La vació encima de la cama, mirándolas con cuidado. Su padre le dijo que eran pesos de ocho; así les decían porque eran de ocho reales. La mayoría eran de plata. Unas eran cuadradas, otras parecían un corazón, unas más tenían la forma de un rombo. A Lapo las monedas le parecían feas. Hasta el nombre, como su padre las había llamado el día en que se las entregó, le parecía extraño: macuquinas, así las nombró, macuquinas. Muchos años pasaron para que el abuelo escuchara a un viejo peruano contar la historia de las macuquinas. En tiempos de la colonia los españoles establecieron dos casas de moneda: una en México y otra en Perú. La mexicana fue la primera establecida en el continente. El nombre de macuquina era de origen peruano. La palabra significaba “hecha a golpe de martillo”, o algo así como “cosa golpeada”. Era quechua, una lengua materna. Estaba decidido. No pensaba volver. Buscaría vender tierras y ganado. Las monedas ayudarían tanto como para abandonar todo si se tardaba en encontrar comprador.
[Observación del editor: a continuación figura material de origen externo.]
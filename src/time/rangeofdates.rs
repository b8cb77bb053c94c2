use chrono::{
    Days,
    NaiveDate
};

/// Inclusive range of calendar dates.
#[derive(Clone, Copy, Debug, PartialEq, Eq)]
pub struct RangeOfDates {
    start_date: NaiveDate,
    end_date: NaiveDate
}

impl RangeOfDates {
    /// Range of `n_days` consecutive dates beginning at `start_date`.
    ///
    /// Returns `None` for an empty range or when the last day is not representable.
    pub fn from_start(start_date: NaiveDate, n_days: u32) -> Option<RangeOfDates> {
        if n_days == 0 {
            return None;
        }
        let end_date = start_date.checked_add_days(Days::new((n_days - 1) as u64))?;
        Some(RangeOfDates { start_date, end_date })
    }

    pub fn start_date(&self) -> NaiveDate {
        self.start_date
    }

    pub fn end_date(&self) -> NaiveDate {
        self.end_date
    }

    pub fn len(&self) -> usize {
        ((self.end_date - self.start_date).num_days() + 1) as usize
    }

    pub fn contain(&self, d: NaiveDate) -> bool {
        (d >= self.start_date) && (d <= self.end_date)
    }

    pub fn iter(&self) -> RangeOfDatesIterator<'_> {
        RangeOfDatesIterator {
            range_of_dates: self,
            index: 0,
        }
    }
}

pub struct RangeOfDatesIterator<'a> {
    range_of_dates: &'a RangeOfDates,
    index: usize,
}

impl<'a> Iterator for RangeOfDatesIterator<'a> {
    type Item = NaiveDate;

    fn next(&mut self) -> Option<Self::Item> {
        if self.index < self.range_of_dates.len() {
            let result = self.range_of_dates
                .start_date()
                .checked_add_days(Days::new(self.index as u64));
            self.index += 1;
            result
        } else {
            None
        }
    }
}
use std::collections::HashSet;
use std::sync::Arc;

use chrono::{
    Datelike,
    Days,
    NaiveDate,
    Weekday
};
use log::debug;

use crate::time::calendar::customholiday::CustomHoliday;
use crate::time::calendar::holidaycalendar::HolidayCalendar;
use crate::time::calendar::regionprofile::{Region, RegionProfile};
use crate::time::utility::days_of_year;

const SEVEN_DAYS: Days = Days::new(7);

/// Weekend days as a bitmask, one bit per weekday from Monday.
#[derive(Clone, Copy, Debug)]
struct WeekendMask(u8);

impl WeekendMask {
    fn new(include_saturday: bool) -> Self {
        let mut mask = 1u8 << Weekday::Sun.num_days_from_monday();
        if include_saturday {
            mask |= 1u8 << Weekday::Sat.num_days_from_monday();
        }
        WeekendMask(mask)
    }

    #[inline]
    fn is_weekend(&self, weekday: Weekday) -> bool {
        let bit = 1u8 << weekday.num_days_from_monday();
        (self.0 & bit) != 0
    }

    fn weekend_list(&self) -> Vec<Weekday> {
        let mut weekdays = Vec::with_capacity(2);
        for day in 0..7u8 {
            if (self.0 & (1u8 << day)) != 0 {
                if let Ok(weekday) = Weekday::try_from(day) {
                    weekdays.push(weekday);
                }
            }
        }
        weekdays
    }
}

/// Decides whether a date is a holiday under one region profile.
///
/// A date is a holiday when any of these hold:
/// 1. it is a Sunday, or a Saturday when Saturdays are included;
/// 2. its (month, day) is one of the profile's fixed holidays;
/// 3. it lies in a lunar window projected for its own year;
/// 4. it matches a registered custom holiday.
///
/// The engine is plain data and therefore `Send + Sync`. Queries take `&self`;
/// registering custom holidays takes `&mut self`.
#[derive(Clone, Debug)]
pub struct HolidayEngine {
    weekends: WeekendMask,
    include_saturday: bool,
    profile: Arc<RegionProfile>,
    custom_holidays: HashSet<CustomHoliday>
}

impl HolidayEngine {
    pub fn new(include_saturday: bool, profile: Arc<RegionProfile>) -> HolidayEngine {
        HolidayEngine {
            weekends: WeekendMask::new(include_saturday),
            include_saturday,
            profile,
            custom_holidays: HashSet::new()
        }
    }

    pub fn for_region(include_saturday: bool, region: Region) -> HolidayEngine {
        debug!("building holiday engine for {:?} (include_saturday = {})", region, include_saturday);
        HolidayEngine::new(include_saturday, Arc::new(region.profile()))
    }

    pub fn include_saturday(&self) -> bool {
        self.include_saturday
    }

    pub fn profile(&self) -> &Arc<RegionProfile> {
        &self.profile
    }

    pub fn custom_holidays(&self) -> &HashSet<CustomHoliday> {
        &self.custom_holidays
    }

    /// Registers a custom holiday. Registering an identical entry again is a no-op.
    pub fn add_custom_holiday(&mut self, date: NaiveDate, recurring: bool, lunar_linked: bool) {
        let holiday = CustomHoliday::new(date, recurring, lunar_linked);
        if self.custom_holidays.insert(holiday) {
            debug!("registered custom holiday {:?}", holiday);
        } else {
            debug!("custom holiday {:?} already registered", holiday);
        }
    }

    #[inline]
    pub fn is_weekend(&self, d: NaiveDate) -> bool {
        self.weekends.is_weekend(d.weekday())
    }

    #[inline]
    pub fn is_fixed_holiday(&self, d: NaiveDate) -> bool {
        self.profile.is_fixed_holiday(d)
    }

    pub fn is_lunar_holiday(&self, d: NaiveDate) -> bool {
        self.profile.lunar_holiday_set(d.year()).contains(&d)
    }

    pub fn is_custom_holiday(&self, d: NaiveDate) -> bool {
        self.custom_holidays.iter().any(|holiday| {
            // A lunar link tests the entry's own date against its own year's
            // lunar windows, so the result does not depend on `d`.
            holiday.matches_date(d)
                || (holiday.lunar_linked() && self.is_lunar_holiday(holiday.date()))
        })
    }

    /// True when some lunar-linked entry makes every date a holiday.
    fn has_always_matching_custom_holiday(&self) -> bool {
        self.custom_holidays
            .iter()
            .any(|holiday| holiday.lunar_linked() && self.is_lunar_holiday(holiday.date()))
    }

    fn weekend_set(&self, year: i32) -> HashSet<NaiveDate> {
        let mut weekend_set = HashSet::with_capacity(106);
        let (Some(year_start), Some(year_end)) = (
            NaiveDate::from_ymd_opt(year, 1, 1),
            NaiveDate::from_ymd_opt(year, 12, 31)
        ) else {
            return weekend_set;
        };

        for target_weekday in self.weekends.weekend_list() {
            let offset = (7 + target_weekday.num_days_from_monday()
                - year_start.weekday().num_days_from_monday()) % 7;
            let mut current = year_start.checked_add_days(Days::new(offset as u64));
            while let Some(d) = current.filter(|d| *d <= year_end) {
                weekend_set.insert(d);
                current = d.checked_add_days(SEVEN_DAYS);
            }
        }
        weekend_set
    }

    fn all_dates_of_year(year: i32) -> HashSet<NaiveDate> {
        (1..=days_of_year(year))
            .filter_map(|ordinal| NaiveDate::from_yo_opt(year, ordinal))
            .collect()
    }
}

impl HolidayCalendar for HolidayEngine {
    fn is_holiday(&self, d: NaiveDate) -> bool {
        self.is_weekend(d)
            || self.is_fixed_holiday(d)
            || self.is_lunar_holiday(d)
            || self.is_custom_holiday(d)
    }

    fn get_holiday_set(&self, year: i32) -> HashSet<NaiveDate> {
        if self.has_always_matching_custom_holiday() {
            return HolidayEngine::all_dates_of_year(year);
        }

        let mut holiday_set = self.weekend_set(year);
        holiday_set.extend(self.profile.holiday_set_in_year(year));
        holiday_set.extend(
            self.custom_holidays
                .iter()
                .filter_map(|holiday| holiday.date_in_year(year))
        );
        holiday_set
    }
}

#[cfg(test)]
mod tests {
    use super::*;

    fn date(y: i32, m: u32, d: u32) -> NaiveDate {
        NaiveDate::from_ymd_opt(y, m, d).unwrap()
    }

    fn base(include_saturday: bool) -> HolidayEngine {
        HolidayEngine::for_region(include_saturday, Region::Base)
    }

    #[test]
    fn end_to_end_base() {
        let engine = base(false);
        assert!(engine.is_holiday(date(2024, 1, 1)));
        assert!(engine.is_holiday(date(2024, 7, 7)));
        assert!(!engine.is_holiday(date(2024, 7, 6)));
    }

    #[test]
    fn saturday_counts_only_when_included() {
        assert!(!base(false).is_holiday(date(2024, 4, 27)));
        assert!(base(true).is_holiday(date(2024, 4, 27)));
        assert!(base(false).is_holiday(date(2024, 4, 28)));
    }

    #[test]
    fn fixed_holiday_on_weekday() {
        let engine = base(false);
        assert!(engine.is_fixed_holiday(date(2024, 4, 23)));
        assert!(engine.is_holiday(date(2024, 4, 23)));
        assert!(!engine.is_holiday(date(2024, 4, 24)));
    }

    #[test]
    fn lunar_window_in_reference_year() {
        let engine = base(false);
        for d in [date(2024, 4, 10), date(2024, 4, 11), date(2024, 4, 12)] {
            assert!(engine.is_lunar_holiday(d));
            assert!(engine.is_holiday(d));
        }
        assert!(!engine.is_holiday(date(2024, 4, 13)));
    }

    #[test]
    fn lunar_window_projected_to_other_years() {
        let engine = base(false);
        assert!(engine.is_holiday(date(2026, 3, 20)));
        assert!(engine.is_holiday(date(2025, 6, 20)));
        assert!(!engine.is_holiday(date(2025, 4, 2)));
    }

    #[test]
    fn recurring_custom_holiday() {
        let mut engine = base(false);
        engine.add_custom_holiday(date(2024, 12, 25), true, false);
        assert!(engine.is_holiday(date(2024, 12, 25)));
        assert!(engine.is_holiday(date(2025, 12, 25)));
    }

    #[test]
    fn single_custom_holiday() {
        let mut engine = base(false);
        engine.add_custom_holiday(date(2024, 12, 25), false, false);
        assert!(engine.is_holiday(date(2024, 12, 25)));
        assert!(!engine.is_holiday(date(2025, 12, 25)));
    }

    #[test]
    fn duplicate_registration_is_a_no_op() {
        let mut engine = base(false);
        engine.add_custom_holiday(date(2024, 12, 25), true, false);
        engine.add_custom_holiday(date(2024, 12, 25), true, false);
        assert_eq!(engine.custom_holidays().len(), 1);
        engine.add_custom_holiday(date(2024, 12, 25), false, false);
        assert_eq!(engine.custom_holidays().len(), 2);
    }

    #[test]
    fn lunar_link_outside_window_behaves_like_plain_entry() {
        let mut engine = base(false);
        engine.add_custom_holiday(date(2024, 12, 25), false, true);
        assert!(engine.is_holiday(date(2024, 12, 25)));
        assert!(!engine.is_holiday(date(2024, 12, 26)));
    }

    #[test]
    fn lunar_link_inside_window_matches_every_date() {
        let mut engine = base(false);
        engine.add_custom_holiday(date(2024, 4, 11), false, true);
        assert!(engine.is_custom_holiday(date(2024, 3, 6)));
        assert!(engine.is_holiday(date(2031, 9, 10)));
        assert_eq!(engine.get_holiday_set(2024).len(), 366);
    }

    #[test]
    fn holiday_set_matches_day_by_day_check() {
        let mut engine = HolidayEngine::for_region(true, Region::Trnc);
        engine.add_custom_holiday(date(2024, 12, 25), true, false);
        engine.add_custom_holiday(date(2023, 3, 8), false, false);
        engine.add_custom_holiday(date(2024, 2, 29), true, false);
        for year in [2023, 2024, 2025, 2030] {
            let expected: HashSet<NaiveDate> = HolidayEngine::all_dates_of_year(year)
                .into_iter()
                .filter(|d| engine.is_holiday(*d))
                .collect();
            assert_eq!(engine.get_holiday_set(year), expected, "year {}", year);
        }
    }

    #[test]
    fn weekend_set_counts() {
        // 2024 has 52 Sundays and 52 Saturdays.
        assert_eq!(base(false).weekend_set(2024).len(), 52);
        assert_eq!(base(true).weekend_set(2024).len(), 104);
        // 2023 starts on a Sunday.
        assert_eq!(base(false).weekend_set(2023).len(), 53);
    }

    #[test]
    fn business_day_navigation() {
        let engine = base(false);
        // Friday 2024-04-19 -> Saturday is a business day here.
        assert_eq!(engine.next_business_day(date(2024, 4, 19)), Some(date(2024, 4, 20)));
        // Skip the lunar window and the Sunday after it.
        assert_eq!(engine.next_business_day(date(2024, 4, 9)), Some(date(2024, 4, 13)));
        assert_eq!(engine.previous_business_day(date(2024, 4, 15)), Some(date(2024, 4, 13)));
        assert_eq!(engine.shift_n_business_day(date(2024, 4, 9), 2), Some(date(2024, 4, 15)));
        assert_eq!(engine.first_business_day_of_month(2024, 1), Some(date(2024, 1, 2)));
        assert_eq!(engine.last_business_day_of_month(2024, 6), Some(date(2024, 6, 27)));
    }

    #[test]
    fn business_day_search_gives_up_when_every_day_is_a_holiday() {
        let mut engine = base(false);
        engine.add_custom_holiday(date(2024, 4, 10), true, true);
        assert_eq!(engine.next_business_day(date(2024, 5, 2)), None);
        assert_eq!(engine.first_business_day_of_month(2024, 5), None);
    }

    #[test]
    fn business_day_count_matches_day_by_day_check() {
        for include_saturday in [false, true] {
            let engine = base(include_saturday);
            for year in [2023, 2024, 2025] {
                let expected = HolidayEngine::all_dates_of_year(year)
                    .into_iter()
                    .filter(|d| engine.is_business_day(*d))
                    .count() as u32;
                assert_eq!(engine.business_day_count(year), expected, "year {}", year);
            }
        }
        assert!(base(true).business_day_count(2024) < base(false).business_day_count(2024));
    }

    #[test]
    fn business_day_count_is_zero_when_every_day_is_a_holiday() {
        let mut engine = base(false);
        engine.add_custom_holiday(date(2024, 4, 10), true, true);
        assert_eq!(engine.business_day_count(2024), 0);
        assert_eq!(engine.business_day_count(2025), 0);
    }

    #[test]
    fn engine_is_shareable_across_threads() {
        fn assert_send_sync<T: Send + Sync>() {}
        assert_send_sync::<HolidayEngine>();
    }
}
De la sierra bajaron. Atrás quedaron las tierras, el ganado y las bestias de carga, junto con las manadas de caballos y yeguas. Luego vendría a poner orden. Ahora era importante proteger el tesoro familiar. Decidió tomar solo dos macuquinas: dos pesos de ocho, uno de plata y otro de oro. Suficiente para comprar una casa y capear el temporal algunos meses mientras decidía qué hacer para el futuro. Con las monedas en la bolsa, buscó dónde guardar la talega. Cerca de la casa había un pino alto y grueso; a unos veinte metros había un saliente de una piedra hueca. Ahí escarbó lo suficientemente hondo para estar seguro de que las monedas estarían a buen resguardo.
Serapio estableció su hogar a una semana de distancia a tranco de mula. Dentro de un año retornaría a buscar su tesoro, ya sabiendo qué haría con las macuquinas de plata y oro.